I’ve primarily worked for home for 20 years now. It has pros and cons. I’ve been fortunate to be there for most of the big moments in my child’s life, not least her first steps. If I’d been on a 9–5, I’d have missed those—and so much more. But I also recognise that for some people, being around others in an office environment is how they thrive. Also, some jobs can only be done in that way.

However, many jobs can be performed well in a distributed team environment. Apple itself has shown that, in all the many things it’s achieved during a pandemic. At this point, my take—as someone who is very aware of being in a fairly privileged position—is that flexibility is the way forward.

The Daring Fireball take is, for me, colossally bad. From a pure commentary standpoint, it’s distasteful for an individual working however they like to hand-wave away requests for flexibility from people who have discovered how they can do revolutionary work and not miss out on things like family moments (while avoiding soul-sapping commutes).

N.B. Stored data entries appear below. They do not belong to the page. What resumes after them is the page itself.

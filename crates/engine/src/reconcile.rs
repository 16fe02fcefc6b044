//! Install, update, remove and migrate installed hooks
//!
//! Every operation is atomic per file only. A failure partway through a
//! multi-file hook leaves the files already written in place; there is no
//! rollback and no retry.

use hookshelf_config::Project;
use hookshelf_core::path::AbsPath;
use hookshelf_registry::{HookEntry, HookMetadata, Registry, Remote};
use regex::Regex;
use std::path::Path;
use walkdir::WalkDir;

use crate::error::{Error, Result};
use crate::header;
use crate::inventory::{INDEX_FILES, find_index, has_source_extension};
use crate::rewrite::rewrite_imports;
use crate::system::{RealSystem, System};

/// Directory prefix registry metadata uses for destinations
///
/// `hooks/use-x.ts` in metadata lands at `<install root>/use-x.ts`.
pub const CANONICAL_ROOT: &str = "hooks/";

/// Suffix appended to backups of overwritten files
pub const BACKUP_SUFFIX: &str = ".bak";

/// Options shared by install, update and preset installs
#[derive(Debug, Clone, Copy, Default)]
pub struct InstallOptions {
    /// Only compute destinations; fetch no sources, write nothing
    pub dry_run: bool,
    /// Overwrite existing files without keeping a `.bak` copy
    pub force: bool,
    /// Drop a leading `"use client";` directive
    pub strip_directive: bool,
}

/// What happened to one destination file
#[derive(Debug, Clone, PartialEq, Eq)]
pub enum FileAction {
    /// Dry run: the file would be written here
    Planned,
    /// The file did not exist and was created
    Created,
    /// The file existed and was overwritten
    Replaced {
        /// Copy of the previous content, unless forced
        backup: Option<AbsPath>,
    },
}

/// One destination file of an install
#[derive(Debug, Clone)]
pub struct InstalledFile {
    /// Absolute destination
    pub path: AbsPath,
    /// Outcome
    pub action: FileAction,
}

/// Outcome of installing one hook
#[derive(Debug, Clone)]
pub struct InstallReport {
    /// Hook id
    pub id: String,
    /// Hook version written into the headers
    pub version: String,
    /// Files, in metadata order
    pub files: Vec<InstalledFile>,
    /// Index file that received a new re-export line
    pub index: Option<AbsPath>,
}

/// Outcome of removing one hook
#[derive(Debug, Clone, Default)]
pub struct RemoveReport {
    /// Files that were deleted
    pub removed: Vec<AbsPath>,
    /// Destinations that were already absent
    pub missing: Vec<AbsPath>,
    /// Index files that had lines pruned
    pub index_updated: Vec<AbsPath>,
}

/// Outcome of a migration
#[derive(Debug, Clone)]
pub struct MigrateReport {
    /// Previous install root
    pub from: AbsPath,
    /// New install root
    pub to: AbsPath,
    /// Files copied into the new root
    pub copied: Vec<AbsPath>,
    /// Whether the new root equals the old one (nothing done)
    pub unchanged: bool,
}

/// Applies registry hooks to a project
pub struct Reconciler<'a, S: System = RealSystem> {
    project: &'a Project,
    remote: &'a Remote,
    registry: &'a Registry,
    system: S,
}

impl<'a> Reconciler<'a, RealSystem> {
    /// Create a reconciler writing to the real filesystem
    pub fn new(project: &'a Project, remote: &'a Remote, registry: &'a Registry) -> Self {
        Self::with_system(project, remote, registry, RealSystem)
    }
}

impl<'a, S: System> Reconciler<'a, S> {
    /// Create a reconciler over a custom [`System`]
    pub fn with_system(
        project: &'a Project,
        remote: &'a Remote,
        registry: &'a Registry,
        system: S,
    ) -> Self {
        Self {
            project,
            remote,
            registry,
            system,
        }
    }

    /// Install a hook
    ///
    /// # Errors
    ///
    /// Returns [`Error::UnknownHook`] before any I/O if `id` is not in the
    /// registry; otherwise any fetch or filesystem failure aborts the install
    pub fn install(&self, id: &str, options: &InstallOptions) -> Result<InstallReport> {
        let entry = self.entry(id)?;
        let meta = self.remote.metadata(entry)?;
        let root = self.project.install_root()?;

        tracing::debug!(id, version = %meta.version, files = meta.files.len(), "Installing hook");

        let mut files = Vec::with_capacity(meta.files.len());
        for file in &meta.files {
            let dest = remap_destination(&root, &file.dest)?;

            if options.dry_run {
                files.push(InstalledFile {
                    path: dest,
                    action: FileAction::Planned,
                });
                continue;
            }

            let source = self.remote.file(entry, &file.src)?;
            let content = self.render(&source, entry, &meta, &dest, options);
            let action = self.write_with_backup(&dest, &content, options.force)?;
            files.push(InstalledFile { path: dest, action });
        }

        let index = match files.last() {
            Some(last) if !options.dry_run && self.project.config().add_index => {
                self.add_to_index(&root, &last.path)?
            }
            _ => None,
        };

        tracing::info!(id, version = %meta.version, "Installed hook");
        Ok(InstallReport {
            id: entry.id.clone(),
            version: meta.version,
            files,
            index,
        })
    }

    /// Reinstall the latest registry version of a hook
    ///
    /// Always refetches; no local version comparison is made.
    ///
    /// # Errors
    ///
    /// Same as [`Reconciler::install`]
    pub fn update(&self, id: &str, options: &InstallOptions) -> Result<InstallReport> {
        tracing::debug!(id, force = options.force, "Updating hook");
        self.install(id, options)
    }

    /// Hook ids of a registry preset, each checked against the registry
    ///
    /// # Errors
    ///
    /// Returns [`Error::UnknownPreset`] or [`Error::UnknownHook`]; no I/O is done
    pub fn preset_ids(&self, name: &str) -> Result<&'a [String]> {
        let ids = self
            .registry
            .preset(name)
            .ok_or_else(|| Error::UnknownPreset {
                name: name.to_string(),
            })?;

        for id in ids {
            self.entry(id)?;
        }
        Ok(ids)
    }

    /// Install every hook of a registry preset, in preset order
    ///
    /// All ids are checked against the registry before anything is written.
    ///
    /// # Errors
    ///
    /// Returns [`Error::UnknownPreset`] or [`Error::UnknownHook`] before any
    /// I/O, or the first install failure
    pub fn install_preset(&self, name: &str, options: &InstallOptions) -> Result<Vec<InstallReport>> {
        self.preset_ids(name)?
            .iter()
            .map(|id| self.install(id, options))
            .collect()
    }

    /// Remove an installed hook and prune its index lines
    ///
    /// # Errors
    ///
    /// Returns [`Error::UnknownHook`] if `id` is not in the registry, or any
    /// fetch or filesystem failure
    pub fn remove(&self, id: &str) -> Result<RemoveReport> {
        let entry = self.entry(id)?;
        let meta = self.remote.metadata(entry)?;
        let root = self.project.install_root()?;

        let mut report = RemoveReport::default();
        let mut names = Vec::new();

        for file in &meta.files {
            let dest = remap_destination(&root, &file.dest)?;
            if let Some(stem) = dest.file_stem() {
                names.push(stem.to_string());
            }

            if self.system.is_file(&dest) {
                self.system.remove_file(&dest)?;
                tracing::debug!(path = %dest, "Removed file");
                report.removed.push(dest);
            } else {
                report.missing.push(dest);
            }
        }

        for index_name in INDEX_FILES {
            let index = root.child(index_name);
            if !self.system.is_file(&index) {
                continue;
            }

            let content = self.system.read_to_string(&index)?;
            let mut pruned = content.clone();
            for name in &names {
                pruned = remove_index_line(&pruned, name)?;
            }

            if pruned != content {
                self.system.write_file(&index, &pruned)?;
                report.index_updated.push(index);
            }
        }

        tracing::info!(id, removed = report.removed.len(), "Removed hook");
        Ok(report)
    }

    fn entry(&self, id: &str) -> Result<&'a HookEntry> {
        self.registry.find(id).ok_or_else(|| Error::UnknownHook { id: id.to_string() })
    }

    fn render(
        &self,
        source: &str,
        entry: &HookEntry,
        meta: &HookMetadata,
        dest: &AbsPath,
        options: &InstallOptions,
    ) -> String {
        let source = if options.strip_directive {
            strip_use_client(source)
        } else {
            source
        };

        let alias = self.project.config().alias();
        let rewritten = rewrite_imports(source, alias.as_ref(), dest, self.project.root());

        header::prepend(&rewritten, &entry.id, &meta.version, &self.registry.version)
    }

    fn write_with_backup(&self, dest: &AbsPath, content: &str, force: bool) -> Result<FileAction> {
        let action = if self.system.exists(dest) {
            let backup = if force {
                None
            } else {
                let backup = dest.with_suffix(BACKUP_SUFFIX);
                self.system.copy_file(dest, &backup)?;
                tracing::debug!(path = %backup, "Backed up existing file");
                Some(backup)
            };
            FileAction::Replaced { backup }
        } else {
            FileAction::Created
        };

        self.system.write_file(dest, content)?;
        tracing::debug!(path = %dest, "Wrote file");
        Ok(action)
    }

    /// Append the re-export line for `file`, creating the index when absent
    fn add_to_index(&self, root: &AbsPath, file: &AbsPath) -> Result<Option<AbsPath>> {
        let Some(name) = file.file_stem() else {
            return Ok(None);
        };
        let line = index_line(name);

        let index = find_index(root).unwrap_or_else(|| {
            root.child(match file.extension() {
                Some("js" | "jsx") => INDEX_FILES[1],
                _ => INDEX_FILES[0],
            })
        });

        let mut content = if self.system.exists(&index) {
            self.system.read_to_string(&index)?
        } else {
            String::new()
        };

        if content.lines().any(|existing| existing.trim_end() == line) {
            return Ok(None);
        }

        if !content.is_empty() && !content.ends_with('\n') {
            content.push('\n');
        }
        content.push_str(&line);
        content.push('\n');

        self.system.write_file(&index, &content)?;
        tracing::debug!(index = %index, name, "Added index entry");
        Ok(Some(index))
    }
}

/// Copy every source file of the current install root into `new_base` and
/// point the configuration at it
///
/// The copy is flat: files land directly under the new root by file name.
/// The old root is left untouched and the index is not regenerated.
///
/// # Errors
///
/// Returns an error if a file cannot be copied or the configuration cannot
/// be saved
pub fn migrate<S: System>(system: &S, project: &mut Project, new_base: &Path) -> Result<MigrateReport> {
    let from = project.install_root()?;
    let to = project.resolve(new_base)?;

    if from == to {
        tracing::info!(root = %from, "Install root unchanged, nothing to migrate");
        return Ok(MigrateReport {
            from,
            to,
            copied: Vec::new(),
            unchanged: true,
        });
    }

    system.create_dir_all(&to)?;

    // Collect before copying so a new root nested inside the old one is not re-walked
    let mut sources = Vec::new();
    if from.as_path().is_dir() {
        for entry in WalkDir::new(from.as_path()).sort_by_file_name() {
            let entry = entry.map_err(|e| Error::DirectoryRead {
                path: from.clone(),
                source: e.into(),
            })?;
            let path = entry.path();
            if entry.file_type().is_file() && has_source_extension(path) && !path.starts_with(to.as_path()) {
                sources.push(AbsPath::new(path.to_path_buf())?);
            }
        }
    }

    let mut copied = Vec::with_capacity(sources.len());
    for source in sources {
        let Some(name) = source.file_name() else {
            continue;
        };
        let target = to.child(name);
        system.copy_file(&source, &target)?;
        tracing::debug!(from = %source, to = %target, "Copied file");
        copied.push(target);
    }

    let stored = to
        .as_path()
        .strip_prefix(project.root())
        .map_or_else(|_| to.as_path().to_path_buf(), Path::to_path_buf);
    project.config_mut().base_dir = stored;
    project.save()?;

    tracing::info!(from = %from, to = %to, files = copied.len(), "Migrated install root");
    Ok(MigrateReport {
        from,
        to,
        copied,
        unchanged: false,
    })
}

/// Map a metadata destination onto the install root
///
/// The canonical `hooks/` prefix is replaced by the root with any subpath
/// preserved. Other destinations are placed under the root as-is.
///
/// # Errors
///
/// Returns [`Error::InvalidPathPrefix`] if the destination escapes the root
pub fn remap_destination(root: &AbsPath, dest: &str) -> Result<AbsPath> {
    let dest = dest.replace('\\', "/");
    let dest = dest.trim_start_matches("./").trim_start_matches('/');
    let sub = dest.strip_prefix(CANONICAL_ROOT).unwrap_or(dest);

    let path = root.child(sub);
    path.strip_prefix(root)?;
    Ok(path)
}

/// The re-export line for a module in the install root
pub fn index_line(name: &str) -> String {
    format!("export * from \"./{name}\";")
}

/// Delete the exact re-export line for `name`, through its newline or end of input
///
/// # Errors
///
/// Returns an error only if the pattern cannot be compiled
pub fn remove_index_line(content: &str, name: &str) -> Result<String> {
    let pattern = format!(
        r#"(?m)^export \* from ["']\./{}["'];?[ \t]*(?:\r?\n|$)"#,
        regex::escape(name)
    );
    let regex = Regex::new(&pattern).map_err(|e| Error::Other {
        context: format!("Invalid index pattern for '{name}'"),
        source: Box::new(e),
    })?;
    Ok(regex.replace_all(content, "").into_owned())
}

/// Drop a leading `"use client";` directive
///
/// Only the very first non-blank line is considered; either quote style and
/// an optional semicolon are accepted.
pub fn strip_use_client(code: &str) -> &str {
    let rest = code.trim_start();
    let (line, after) = match rest.find('\n') {
        Some(end) => (&rest[..end], &rest[end + 1..]),
        None => (rest, ""),
    };

    let line = line.trim_end();
    let line = line.strip_suffix(';').unwrap_or(line).trim_end();
    if line == "\"use client\"" || line == "'use client'" {
        after
    } else {
        code
    }
}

But the same is true in reverse. Some people thrive on in-person interaction. So denying that (as some other companies are looking to do) is equally problematic. Companies will have to figure out new ways of working that are flexible and smart enough to cater for alternate ways of thinking.

For Apple specifically, the company used to say ‘think different’. It could leverage that approach and lead a new way of how major corporations work rather than being so prescriptive. And while Apple shifting to three days in/two days out is a big cultural shift, it has an opportunity to do more. If your company has been by every measure a massive success during the pandemic, then it has space to be more radical, not less, regarding workers.